Cela partait d’abord d’une contrainte éditoriale : une limite d’espace. On voulait un seul volume et on ne voulait pas qu’il fasse 700 pages. On a fait chacun nos listes, puis on a discuté, débattu. On a voulu faire un livre accessible qui donnerait envie aux gens de découvrir qui se cache derrière des noms connus qui font partie de leur environnement (comme la station de métro Henri-Bourassa ou le cégep André-Laurendeau).

Il y a des incontournables, mais on retrouve aussi des jeunes, comme Mathieu Bock-Côté, Gabriel Nadeau-Dubois ou Aurélie Lanctôt. Comment le choix s’est-il fait ?

Pour les plus jeunes, on s’est attardés à la manière dont ils font bouger les choses au Québec. Dans le cas de Mathieu Bock-Côté, par exemple, c’est indéniable qu’il est une figure de proue du néoconservatisme. Ses positions marquent une évolution du discours nationaliste au Québec. Dans le cas d’Aurélie Lanctôt, elle est une figure représentative d’un nouveau féminisme. Dans cette catégorie, on avait l’embarras du choix. Gabriel Nadeau-Dubois représente quant à lui l’évolution de la pensée anarchiste. On l’associe à la gauche, à la démocratie participative.

Vos intellectuels sont très blancs.
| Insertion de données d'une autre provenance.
//! Header names shared by the relay server and the client.
//!
//! A tunnel request is an HTTP upgrade carrying the credential and the
//! destination in these headers; both binaries must agree on the names.

/// Header carrying the shared-secret credential.
pub const TOKEN_HEADER: &str = "Token";
/// Header carrying the destination hostname.
pub const HOSTNAME_HEADER: &str = "Hostname";
/// Header carrying the destination port (decimal).
pub const PORT_HEADER: &str = "Port";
Où sont les autochtones ? Les individus issus des communautés victimes de racisation ?

Honnêtement, il n’y a pas encore eu d’essais majeurs de leur part au Québec. Je crois qu’ils sont encore à l’école, qu’il y a des plumes importantes qui sont sur le point de produire. Et il y en a un certain nombre du côté de la création – le spoken word, la poésie, etc. Ils n’ont pas encore pris la parole comme intellectuels.

Au Québec, les intellectuels sont surtout issus du milieu universitaire. Or plutôt que de participer au débat public, ils ont tendance à fuir les médias. Pourquoi, selon vous ?

C’est mal vu dans le milieu universitaire d’être trop présent dans les médias. On va vous le reprocher. Le mérite des professeurs est évalué sur leurs subventions de recherche, leurs publications scientifiques, pas sur une participation médiatique qui risque de réduire leur pensée et où ils auront très peu de temps pour s’exprimer. C’est le gros problème du milieu universitaire québécois, on forme des spécialistes, pas des intellectuels. Or je crois qu’il ne faut pas avoir peur de se mettre en danger dans l’espace public.

Les Français le font et semblent jouir d’un plus grand respect dans la population. La France serait-elle le paradis des intellectuels ?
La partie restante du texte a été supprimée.